Rajoy, una persona totalmente coherente con su concepto del uso del poder político, que en los meses transcurridos desde las últimas elecciones, ha manifestado sin ambigüedades su forma de comprender los pactos, que entiende como una rendición sin condiciones de los coaligados. Sin embargo en el mundo hiperreal, esta intransigencia es mezclada con los ingredientes de lo privado-público, de lo que resulta una realidad dispersa y opaca para tan distanciados espectadores. Así, el ínclito presidente es liberado de los juicios racionalizados a su gestión.

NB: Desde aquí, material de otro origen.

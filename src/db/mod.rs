//! Metadata persistence for uploaded documents.

use crate::config::DatabaseConfig;
use crate::models::Document;
use crate::types::AppResult;
use anyhow::Result;
use async_trait::async_trait;
use chrono::{DateTime, Utc};
use sqlx::postgres::{PgPool, PgPoolOptions};
use uuid::Uuid;

pub mod documents;

pub use documents::PgMetadataStore;

pub async fn create_pool(config: &DatabaseConfig) -> Result<PgPool> {
    let pool = PgPoolOptions::new()
        .max_connections(config.max_connections)
        .min_connections(config.min_connections)
        .connect(&config.url)
        .await?;

    // Test connection
    sqlx::query("SELECT 1").fetch_one(&pool).await?;

    Ok(pool)
}

#[async_trait]
pub trait MetadataStore: Send + Sync {
    /// Assign a fresh id and persist the record. The row is read back by id
    /// before returning, so a successful `create` guarantees `get_by_id`
    /// succeeds immediately afterwards.
    async fn create(
        &self,
        storage_path: &str,
        filename: &str,
        upload_date: DateTime<Utc>,
        public_url: &str,
    ) -> AppResult<Document>;

    async fn get_by_id(&self, id: Uuid) -> AppResult<Option<Document>>;
}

Me ha impresionado la comparecencia de Rajoy en el programa de Pablo Motos. Los cuatro años de sufrimiento de los expulsados del sistema productivo, los jóvenes superfluos, los endeudados y  las poblaciones marginales múltiples, determinados por las decisiones implacables de una maquinaria política sin alma, se disipan en este medio. En la pantalla del Hormiguero o la de Bertín, comparece en una versión con rostro humano. La imagen amable del deportista, del padre comprometido, del hijo fiel, del hincha moderado, del gallego dotado de morriña perpetua, del hombre insignificante en su vida, contrasta con el de capitán de una maquinaria política que toma decisiones que tienen consecuencias fatales para distintas poblaciones. También como piloto de un grupo que se apropia de una parte sustancial de los recursos públicos a la vez que desposee a numerosos sectores sociales. La verdad es que hace falta ser un tipo muy duro para estar en esa posición. Que imaginen los lectores los requerimientos personales de un jefe de ese conglomerado. 

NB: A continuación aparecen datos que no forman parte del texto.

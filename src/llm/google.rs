// Google Gemini adapter
// API Reference: https://ai.google.dev/api/generate-content

use crate::llm::provider::{LLMAdapter, LLMRequest, LLMResponse};
use crate::types::{AppError, AppResult};
use async_trait::async_trait;
use reqwest::Client;
use serde::{Deserialize, Serialize};

const GEMINI_API_BASE: &str = "https://generativelanguage.googleapis.com/v1beta";

#[derive(Debug)]
pub struct GoogleAdapter {
    client: Client,
    api_key: String,
}

// Request types for the generateContent API

#[derive(Serialize)]
#[serde(rename_all = "camelCase")]
struct GeminiRequest {
    contents: Vec<GeminiContent>,
    #[serde(skip_serializing_if = "Option::is_none")]
    system_instruction: Option<GeminiContent>,
    #[serde(skip_serializing_if = "Option::is_none")]
    generation_config: Option<GeminiGenerationConfig>,
}

#[derive(Serialize, Deserialize)]
struct GeminiContent {
    #[serde(skip_serializing_if = "Option::is_none")]
    role: Option<String>,
    parts: Vec<GeminiPart>,
}

#[derive(Serialize, Deserialize)]
struct GeminiPart {
    text: String,
}

#[derive(Serialize)]
#[serde(rename_all = "camelCase")]
struct GeminiGenerationConfig {
    #[serde(skip_serializing_if = "Option::is_none")]
    max_output_tokens: Option<u32>,
    #[serde(skip_serializing_if = "Option::is_none")]
    temperature: Option<f32>,
}

// Response types

#[derive(Deserialize)]
struct GeminiResponse {
    #[serde(default)]
    candidates: Vec<GeminiCandidate>,
}

#[derive(Deserialize)]
#[serde(rename_all = "camelCase")]
struct GeminiCandidate {
    content: Option<GeminiContent>,
    finish_reason: Option<String>,
}

#[derive(Deserialize)]
struct GeminiErrorResponse {
    error: GeminiError,
}

#[derive(Deserialize)]
struct GeminiError {
    message: String,
}

impl GoogleAdapter {
    pub fn new(api_key: &str) -> Self {
        Self {
            client: Client::new(),
            api_key: api_key.to_string(),
        }
    }
}

#[async_trait]
impl LLMAdapter for GoogleAdapter {
    async fn create_chat_completion(&self, request: &LLMRequest) -> AppResult<LLMResponse> {
        let body = GeminiRequest {
            contents: vec![GeminiContent {
                role: Some("user".to_string()),
                parts: vec![GeminiPart {
                    text: request.prompt.clone(),
                }],
            }],
            system_instruction: request.system_instruction.as_ref().map(|text| GeminiContent {
                role: None,
                parts: vec![GeminiPart { text: text.clone() }],
            }),
            generation_config: Some(GeminiGenerationConfig {
                max_output_tokens: request.max_tokens,
                temperature: request.temperature,
            }),
        };

        let url = format!(
            "{}/models/{}:generateContent?key={}",
            GEMINI_API_BASE, request.model, self.api_key
        );
        let response = self
            .client
            .post(&url)
            .json(&body)
            .send()
            .await
            .map_err(|e| AppError::Generation(format!("gemini request failed: {}", e)))?;

        let status = response.status();
        if !status.is_success() {
            let text = response.text().await.unwrap_or_default();
            let message = serde_json::from_str::<GeminiErrorResponse>(&text)
                .map(|e| e.error.message)
                .unwrap_or(text);
            return Err(AppError::Generation(format!(
                "gemini returned {}: {}",
                status, message
            )));
        }

        let parsed: GeminiResponse = response
            .json()
            .await
            .map_err(|e| AppError::Generation(format!("gemini response parse: {}", e)))?;

        let candidate = parsed
            .candidates
            .into_iter()
            .next()
            .ok_or_else(|| AppError::Generation("response contained no candidates".to_string()))?;

        let content = candidate
            .content
            .map(|content| {
                content
                    .parts
                    .into_iter()
                    .map(|part| part.text)
                    .collect::<Vec<_>>()
                    .join("")
            })
            .unwrap_or_default();

        Ok(LLMResponse {
            content,
            finish_reason: candidate.finish_reason.unwrap_or_else(|| "STOP".to_string()),
        })
    }
}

Miro hacia atrás y me imagino en el Hormiguero al director de un campo de concentración nazi, o de un homólogo soviético de un campo del Gulag, pasando un día de risas con Susana Griso, trivializando su vida cotidiana, para mostrarse como una persona corriente. También imagino a un general argentino de la era Videla cocinando un asado para Ana Rosa Quintana, en el que cuenta los avatares de su matrimonio y lo que le han ayudado los nietos a ser más humano y vivir la vida más verdaderamente. Salvando las distancias esto es lo que está ocurriendo en la escalada de la hiperrealidad. Este tiempo es fatal para la ética.

Siento decirlo tan claramente pero creo que no se puede renunciar totalmente a la verdad y a la ética. Muchas decisiones políticas en el presente no pueden ser liberadas de sus dimensiones éticas. En congruencia con esta afirmación, lo político y lo social no pueden ser gobernados en exclusiva por el principio de la sensatez, que resulta de mantener el estado de cosas vigente. La explosión de la hiperrealidad es un factor que amenaza el equilibrio de las sociedades y los procesos de toma de decisiones. Una sociedad de espectadores, en el sentido enunciado por Debord, es una sociedad detestable, en tanto que el gobierno adquiere un grado de invisibilidad insólita, que conforma una regresión. El espectador producido por los simulacros es severamente infantilizado. De ahí la referencia a Dysneylandia que abre este post.